A micromechanics-based analytical method for wave propagation through a granular material

This paper describes the creation and use of the stiffness and mass matrices of a granular sample to calculate its modes of vibration and natural frequencies, and obtain its transfer function. This is an important result as it is a necessary prerequisite for the application of linear systems theory to granular materials. The analytical solution for wave propagation through the material is then presented and simulations of bender element tests on an idealised two-dimensional granular sample are used as an example of the applicability of the method. Analysing wave propagation through sand and sandstone in this novel way that is explicitly particle-based can offer significant insights into phenomena such as wave dispersion. It can also offer insight into the interpretation of laboratory bender element tests, which is often challenging. Bender element tests are used to obtain the small-strain stiffness of soil for engineering design and the results generated by applying the analytical method proposed here give insight into the effects of sample aspect ratio and boundary conditions on the observed response. The model presented here allows for comparisons between the static stiffness of the sample and the stiffness value calculated through wave velocities, as obtained by a variety of methods used by experimentalists.

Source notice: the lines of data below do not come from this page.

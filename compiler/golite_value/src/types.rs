//! Type descriptors and the builtin type-name registry.
//!
//! Types are immutable and cheap to clone: composite types share their
//! component types through `Arc`. Structural types compare by shape; named
//! struct types compare by name and shape.

use crate::function::HostFunction;
use rustc_hash::FxHashMap;
use std::fmt;
use std::sync::{Arc, LazyLock};

/// Signed integer kinds.
#[derive(Copy, Clone, Debug, PartialEq, Eq, Hash, PartialOrd, Ord)]
pub enum IntKind {
    Int,
    Int8,
    Int16,
    /// Also spelled `rune`.
    Int32,
    Int64,
}

impl IntKind {
    pub const fn name(self) -> &'static str {
        match self {
            IntKind::Int => "int",
            IntKind::Int8 => "int8",
            IntKind::Int16 => "int16",
            IntKind::Int32 => "int32",
            IntKind::Int64 => "int64",
        }
    }

    pub const fn bits(self) -> u32 {
        match self {
            IntKind::Int8 => 8,
            IntKind::Int16 => 16,
            IntKind::Int32 => 32,
            IntKind::Int | IntKind::Int64 => 64,
        }
    }

    /// Truncate to the kind's width, two's complement.
    pub const fn wrap(self, v: i64) -> i64 {
        match self {
            IntKind::Int8 => v as i8 as i64,
            IntKind::Int16 => v as i16 as i64,
            IntKind::Int32 => v as i32 as i64,
            IntKind::Int | IntKind::Int64 => v,
        }
    }

    /// Whether `v` is representable without truncation.
    pub fn fits(self, v: i128) -> bool {
        let bits = self.bits();
        let min = -(1i128 << (bits - 1));
        let max = (1i128 << (bits - 1)) - 1;
        (min..=max).contains(&v)
    }
}

/// Unsigned integer kinds.
#[derive(Copy, Clone, Debug, PartialEq, Eq, Hash, PartialOrd, Ord)]
pub enum UintKind {
    Uint,
    /// Also spelled `byte`.
    Uint8,
    Uint16,
    Uint32,
    Uint64,
    Uintptr,
}

impl UintKind {
    pub const fn name(self) -> &'static str {
        match self {
            UintKind::Uint => "uint",
            UintKind::Uint8 => "uint8",
            UintKind::Uint16 => "uint16",
            UintKind::Uint32 => "uint32",
            UintKind::Uint64 => "uint64",
            UintKind::Uintptr => "uintptr",
        }
    }

    pub const fn bits(self) -> u32 {
        match self {
            UintKind::Uint8 => 8,
            UintKind::Uint16 => 16,
            UintKind::Uint32 => 32,
            UintKind::Uint | UintKind::Uint64 | UintKind::Uintptr => 64,
        }
    }

    pub const fn wrap(self, v: u64) -> u64 {
        match self {
            UintKind::Uint8 => v as u8 as u64,
            UintKind::Uint16 => v as u16 as u64,
            UintKind::Uint32 => v as u32 as u64,
            UintKind::Uint | UintKind::Uint64 | UintKind::Uintptr => v,
        }
    }

    pub fn fits(self, v: i128) -> bool {
        let max = (1i128 << self.bits()) - 1;
        (0..=max).contains(&v)
    }
}

#[derive(Copy, Clone, Debug, PartialEq, Eq, Hash, PartialOrd, Ord)]
pub enum FloatKind {
    F32,
    F64,
}

impl FloatKind {
    pub const fn name(self) -> &'static str {
        match self {
            FloatKind::F32 => "float32",
            FloatKind::F64 => "float64",
        }
    }

    /// Round to the kind's precision.
    pub fn round(self, v: f64) -> f64 {
        match self {
            FloatKind::F32 => f64::from(v as f32),
            FloatKind::F64 => v,
        }
    }
}

#[derive(Copy, Clone, Debug, PartialEq, Eq, Hash, PartialOrd, Ord)]
pub enum ComplexKind {
    C64,
    C128,
}

impl ComplexKind {
    pub const fn name(self) -> &'static str {
        match self {
            ComplexKind::C64 => "complex64",
            ComplexKind::C128 => "complex128",
        }
    }

    /// Float kind of each component.
    pub const fn part(self) -> FloatKind {
        match self {
            ComplexKind::C64 => FloatKind::F32,
            ComplexKind::C128 => FloatKind::F64,
        }
    }
}

/// A named struct field.
#[derive(Clone, Debug, PartialEq, Eq)]
pub struct StructField {
    pub name: String,
    pub ty: Type,
}

/// Struct layout plus an optional name and method table.
///
/// Methods are attached while building the type and never change after it
/// is shared.
#[derive(Clone)]
pub struct StructType {
    name: Option<String>,
    fields: Vec<StructField>,
    methods: FxHashMap<String, HostFunction>,
}

impl StructType {
    /// An ad-hoc (anonymous) struct type.
    pub fn new(fields: Vec<StructField>) -> Self {
        StructType {
            name: None,
            fields,
            methods: FxHashMap::default(),
        }
    }

    /// A named struct type.
    pub fn named(name: impl Into<String>, fields: Vec<StructField>) -> Self {
        StructType {
            name: Some(name.into()),
            fields,
            methods: FxHashMap::default(),
        }
    }

    /// Attach a method. The function receives the receiver as its first
    /// argument.
    #[must_use]
    pub fn with_method(mut self, name: impl Into<String>, method: HostFunction) -> Self {
        self.methods.insert(name.into(), method);
        self
    }

    /// The same layout under a new name, keeping the methods.
    #[must_use]
    pub fn renamed(&self, name: impl Into<String>) -> Self {
        StructType {
            name: Some(name.into()),
            fields: self.fields.clone(),
            methods: self.methods.clone(),
        }
    }

    pub fn name(&self) -> Option<&str> {
        self.name.as_deref()
    }

    pub fn fields(&self) -> &[StructField] {
        &self.fields
    }

    pub fn field_index(&self, name: &str) -> Option<usize> {
        self.fields.iter().position(|f| f.name == name)
    }

    pub fn method(&self, name: &str) -> Option<&HostFunction> {
        self.methods.get(name)
    }

    /// Wrap into a shared `Type`.
    pub fn into_type(self) -> Type {
        Type::Struct(Arc::new(self))
    }
}

impl PartialEq for StructType {
    fn eq(&self, other: &Self) -> bool {
        self.name == other.name && self.fields == other.fields
    }
}

impl Eq for StructType {}

impl fmt::Debug for StructType {
    fn fmt(&self, f: &mut fmt::Formatter<'_>) -> fmt::Result {
        f.debug_struct("StructType")
            .field("name", &self.name)
            .field("fields", &self.fields)
            .field("methods", &self.methods.keys().collect::<Vec<_>>())
            .finish()
    }
}

/// Runtime type descriptor.
#[derive(Clone, Debug, PartialEq, Eq)]
pub enum Type {
    Bool,
    Int(IntKind),
    Uint(UintKind),
    Float(FloatKind),
    Complex(ComplexKind),
    String,
    /// `interface{}` / `any`: accepts every value.
    Any,
    /// Type of the bare `nil` literal.
    Nil,
    /// The builtin `error` interface.
    Error,
    Slice(Arc<Type>),
    Map(Arc<Type>, Arc<Type>),
    Chan(Arc<Type>),
    Struct(Arc<StructType>),
    Pointer(Arc<Type>),
    /// Host functions and bound methods.
    Func,
    /// Type of a type value (`int`, `[]string` used as an expression).
    Type,
    /// Multi-result tuple returned by `return a, b`.
    Tuple,
}

impl Type {
    pub fn slice(elem: Type) -> Type {
        Type::Slice(Arc::new(elem))
    }

    pub fn map(key: Type, elem: Type) -> Type {
        Type::Map(Arc::new(key), Arc::new(elem))
    }

    pub fn chan(elem: Type) -> Type {
        Type::Chan(Arc::new(elem))
    }

    pub fn pointer(pointee: Type) -> Type {
        Type::Pointer(Arc::new(pointee))
    }

    /// `int`, the default type of untyped integer constants.
    pub const INT: Type = Type::Int(IntKind::Int);
    /// `float64`, the default type of untyped float constants.
    pub const FLOAT64: Type = Type::Float(FloatKind::F64);
    /// `uint8` / `byte`.
    pub const BYTE: Type = Type::Uint(UintKind::Uint8);
    /// `int32` / `rune`.
    pub const RUNE: Type = Type::Int(IntKind::Int32);

    pub fn is_integer(&self) -> bool {
        matches!(self, Type::Int(_) | Type::Uint(_))
    }

    pub fn is_numeric(&self) -> bool {
        matches!(
            self,
            Type::Int(_) | Type::Uint(_) | Type::Float(_) | Type::Complex(_)
        )
    }

    /// Element type of a slice, map or channel.
    pub fn elem(&self) -> Option<&Type> {
        match self {
            Type::Slice(elem) | Type::Chan(elem) | Type::Map(_, elem) | Type::Pointer(elem) => {
                Some(elem.as_ref())
            }
            _ => None,
        }
    }

    /// Struct layout of a struct or pointer-to-struct type.
    pub fn struct_type(&self) -> Option<&Arc<StructType>> {
        match self {
            Type::Struct(st) => Some(st),
            Type::Pointer(inner) => match &**inner {
                Type::Struct(st) => Some(st),
                _ => None,
            },
            _ => None,
        }
    }

    /// Short kind name used in diagnostics (`slice`, `map`, `struct`...).
    pub fn kind_name(&self) -> &'static str {
        match self {
            Type::Bool => "bool",
            Type::Int(k) => k.name(),
            Type::Uint(k) => k.name(),
            Type::Float(k) => k.name(),
            Type::Complex(k) => k.name(),
            Type::String => "string",
            Type::Any => "interface",
            Type::Nil => "nil",
            Type::Error => "error",
            Type::Slice(_) => "slice",
            Type::Map(..) => "map",
            Type::Chan(_) => "chan",
            Type::Struct(_) => "struct",
            Type::Pointer(_) => "ptr",
            Type::Func => "func",
            Type::Type => "type",
            Type::Tuple => "tuple",
        }
    }
}

impl fmt::Display for Type {
    fn fmt(&self, f: &mut fmt::Formatter<'_>) -> fmt::Result {
        match self {
            Type::Slice(elem) => write!(f, "[]{elem}"),
            Type::Map(key, elem) => write!(f, "map[{key}]{elem}"),
            Type::Chan(elem) => write!(f, "chan {elem}"),
            Type::Pointer(inner) => write!(f, "*{inner}"),
            Type::Any => f.write_str("interface {}"),
            Type::Struct(st) => match st.name() {
                Some(name) => f.write_str(name),
                None => {
                    f.write_str("struct {")?;
                    for (i, field) in st.fields().iter().enumerate() {
                        let sep = if i == 0 { " " } else { "; " };
                        write!(f, "{sep}{} {}", field.name, field.ty)?;
                    }
                    if !st.fields().is_empty() {
                        f.write_str(" ")?;
                    }
                    f.write_str("}")
                }
            },
            other => f.write_str(other.kind_name()),
        }
    }
}

static BUILTIN_TYPES: LazyLock<FxHashMap<&'static str, Type>> = LazyLock::new(|| {
    let mut map = FxHashMap::default();
    map.insert("bool", Type::Bool);
    map.insert("byte", Type::BYTE);
    map.insert("rune", Type::RUNE);
    map.insert("string", Type::String);
    map.insert("int", Type::INT);
    map.insert("int8", Type::Int(IntKind::Int8));
    map.insert("int16", Type::Int(IntKind::Int16));
    map.insert("int32", Type::Int(IntKind::Int32));
    map.insert("int64", Type::Int(IntKind::Int64));
    map.insert("uint", Type::Uint(UintKind::Uint));
    map.insert("uint8", Type::Uint(UintKind::Uint8));
    map.insert("uint16", Type::Uint(UintKind::Uint16));
    map.insert("uint32", Type::Uint(UintKind::Uint32));
    map.insert("uint64", Type::Uint(UintKind::Uint64));
    map.insert("uintptr", Type::Uint(UintKind::Uintptr));
    map.insert("float32", Type::Float(FloatKind::F32));
    map.insert("float64", Type::FLOAT64);
    map.insert("complex64", Type::Complex(ComplexKind::C64));
    map.insert("complex128", Type::Complex(ComplexKind::C128));
    map.insert("error", Type::Error);
    map.insert("any", Type::Any);
    map
});

/// Look up a predeclared type name.
pub fn builtin_type(name: &str) -> Option<&'static Type> {
    BUILTIN_TYPES.get(name)
}

#[cfg(test)]
mod tests;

This leads to the identification of the best procedure for extracting the small-strain stiffness value for the dry granular sample considered here.

► Develops analytical solution for response of a granular sample to point excitation. ► Micromechanics-based method can be used to study bender element tests. ► Obtains transfer functions, modes of vibration, mass and stiffness matrices. ► Shows sample boundary, aspect ratio, input frequency content effect on wave signal. ► Shows that best method for calculating constrained modulus uses first arrival of signal.